# [Exercise aim]
Return each entry unchanged.

- - -

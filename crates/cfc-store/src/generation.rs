//! Generation metadata: the marker that decides whether an on-disk
//! generation may be reused.

use std::fmt;
use std::fs;
use std::io::{self, Write};
use std::path::Path;

use cfc_types::Fingerprint;
use chrono::{DateTime, Utc};
use serde::{Deserialize, Serialize};

use crate::error::{StoreError, StoreResult};

/// Version of the on-disk layout. Generations written with another version
/// are discarded on open.
pub const FORMAT_VERSION: u32 = 1;

pub(crate) const METADATA_FILE: &str = "generation.json";

/// Contents of `generation.json`.
#[derive(Clone, Debug, PartialEq, Eq, Serialize, Deserialize)]
pub struct GenerationMetadata {
    pub format_version: u32,
    pub tool_version: String,
    pub fingerprint: Fingerprint,
    pub created_at: DateTime<Utc>,
}

impl GenerationMetadata {
    pub fn new(fingerprint: Fingerprint, tool_version: impl Into<String>) -> Self {
        Self {
            format_version: FORMAT_VERSION,
            tool_version: tool_version.into(),
            fingerprint,
            created_at: Utc::now(),
        }
    }

    /// Why this generation cannot be used by `tool_version` for
    /// `fingerprint`, or `None` if it can.
    pub fn mismatch(&self, fingerprint: &Fingerprint, tool_version: &str) -> Option<String> {
        if self.format_version != FORMAT_VERSION {
            return Some(format!(
                "format version {} does not match {FORMAT_VERSION}",
                self.format_version
            ));
        }
        if self.tool_version != tool_version {
            return Some(format!(
                "written by tool version {}, running {tool_version}",
                self.tool_version
            ));
        }
        if &self.fingerprint != fingerprint {
            return Some(format!(
                "fingerprint {} does not match {}",
                self.fingerprint.short_hex(),
                fingerprint.short_hex()
            ));
        }
        None
    }

    /// Read the metadata file of the generation in `dir`.
    pub fn load(dir: &Path) -> StoreResult<Self> {
        let bytes = fs::read(dir.join(METADATA_FILE))?;
        serde_json::from_slice(&bytes).map_err(|e| StoreError::Serialization(e.to_string()))
    }

    /// Write the metadata file of the generation in `dir`.
    ///
    /// The file is written to a temporary file and renamed into place, so a
    /// reader sees either the old contents or the new ones.
    pub fn store(&self, dir: &Path) -> StoreResult<()> {
        let json = serde_json::to_vec_pretty(self)
            .map_err(|e| StoreError::Serialization(e.to_string()))?;
        let mut tmp = tempfile::NamedTempFile::new_in(dir)?;
        tmp.write_all(&json)?;
        tmp.as_file().sync_all()?;
        tmp.persist(dir.join(METADATA_FILE))
            .map_err(|e| StoreError::Io(io::Error::from(e)))?;
        Ok(())
    }
}

/// What happened to the on-disk generation when a store was opened.
#[derive(Clone, Debug, PartialEq, Eq)]
pub enum GenerationStatus {
    /// A matching generation was found and its committed entries are
    /// readable.
    Reused { entries: usize },
    /// No generation existed for the fingerprint.
    Created,
    /// A generation existed but could not be used; it was deleted and an
    /// empty one created in its place.
    Discarded { reason: String },
}

impl GenerationStatus {
    pub fn is_reused(&self) -> bool {
        matches!(self, Self::Reused { .. })
    }
}

impl fmt::Display for GenerationStatus {
    fn fmt(&self, f: &mut fmt::Formatter<'_>) -> fmt::Result {
        match self {
            Self::Reused { entries } => write!(f, "reused ({entries} entries)"),
            Self::Created => f.write_str("created"),
            Self::Discarded { reason } => write!(f, "discarded: {reason}"),
        }
    }
}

- - -

# [Exercise solution]
filename crates/cfc-store/src/generation.rs
//! Generation metadata: the marker that decides whether an on-disk
//! generation may be reused.

use std::fmt;
use std::fs;
use std::io::{self, Write};
use std::path::Path;

use cfc_types::Fingerprint;
use chrono::{DateTime, Utc};
use serde::{Deserialize, Serialize};

use crate::error::{StoreError, StoreResult};

/// Version of the on-disk layout. Generations written with another version
/// are discarded on open.
pub const FORMAT_VERSION: u32 = 1;

pub(crate) const METADATA_FILE: &str = "generation.json";

/// Contents of `generation.json`.
#[derive(Clone, Debug, PartialEq, Eq, Serialize, Deserialize)]
pub struct GenerationMetadata {
    pub format_version: u32,
    pub tool_version: String,
    pub fingerprint: Fingerprint,
    pub created_at: DateTime<Utc>,
}

impl GenerationMetadata {
    pub fn new(fingerprint: Fingerprint, tool_version: impl Into<String>) -> Self {
        Self {
            format_version: FORMAT_VERSION,
            tool_version: tool_version.into(),
            fingerprint,
            created_at: Utc::now(),
        }
    }

    /// Why this generation cannot be used by `tool_version` for
    /// `fingerprint`, or `None` if it can.
    pub fn mismatch(&self, fingerprint: &Fingerprint, tool_version: &str) -> Option<String> {
        if self.format_version != FORMAT_VERSION {
            return Some(format!(
                "format version {} does not match {FORMAT_VERSION}",
                self.format_version
            ));
        }
        if self.tool_version != tool_version {
            return Some(format!(
                "written by tool version {}, running {tool_version}",
                self.tool_version
            ));
        }
        if &self.fingerprint != fingerprint {
            return Some(format!(
                "fingerprint {} does not match {}",
                self.fingerprint.short_hex(),
                fingerprint.short_hex()
            ));
        }
        None
    }

    /// Read the metadata file of the generation in `dir`.
    pub fn load(dir: &Path) -> StoreResult<Self> {
        let bytes = fs::read(dir.join(METADATA_FILE))?;
        serde_json::from_slice(&bytes).map_err(|e| StoreError::Serialization(e.to_string()))
    }

    /// Write the metadata file of the generation in `dir`.
    ///
    /// The file is written to a temporary file and renamed into place, so a
    /// reader sees either the old contents or the new ones.
    pub fn store(&self, dir: &Path) -> StoreResult<()> {
        let json = serde_json::to_vec_pretty(self)
            .map_err(|e| StoreError::Serialization(e.to_string()))?;
        let mut tmp = tempfile::NamedTempFile::new_in(dir)?;
        tmp.write_all(&json)?;
        tmp.as_file().sync_all()?;
        tmp.persist(dir.join(METADATA_FILE))
            .map_err(|e| StoreError::Io(io::Error::from(e)))?;
        Ok(())
    }
}

/// What happened to the on-disk generation when a store was opened.
#[derive(Clone, Debug, PartialEq, Eq)]
pub enum GenerationStatus {
    /// A matching generation was found and its committed entries are
    /// readable.
    Reused { entries: usize },
    /// No generation existed for the fingerprint.
    Created,
    /// A generation existed but could not be used; it was deleted and an
    /// empty one created in its place.
    Discarded { reason: String },
}

impl GenerationStatus {
    pub fn is_reused(&self) -> bool {
        matches!(self, Self::Reused { .. })
    }
}

impl fmt::Display for GenerationStatus {
    fn fmt(&self, f: &mut fmt::Formatter<'_>) -> fmt::Result {
        match self {
            Self::Reused { entries } => write!(f, "reused ({entries} entries)"),
            Self::Created => f.write_str("created"),
            Self::Discarded { reason } => write!(f, "discarded: {reason}"),
        }
    }
}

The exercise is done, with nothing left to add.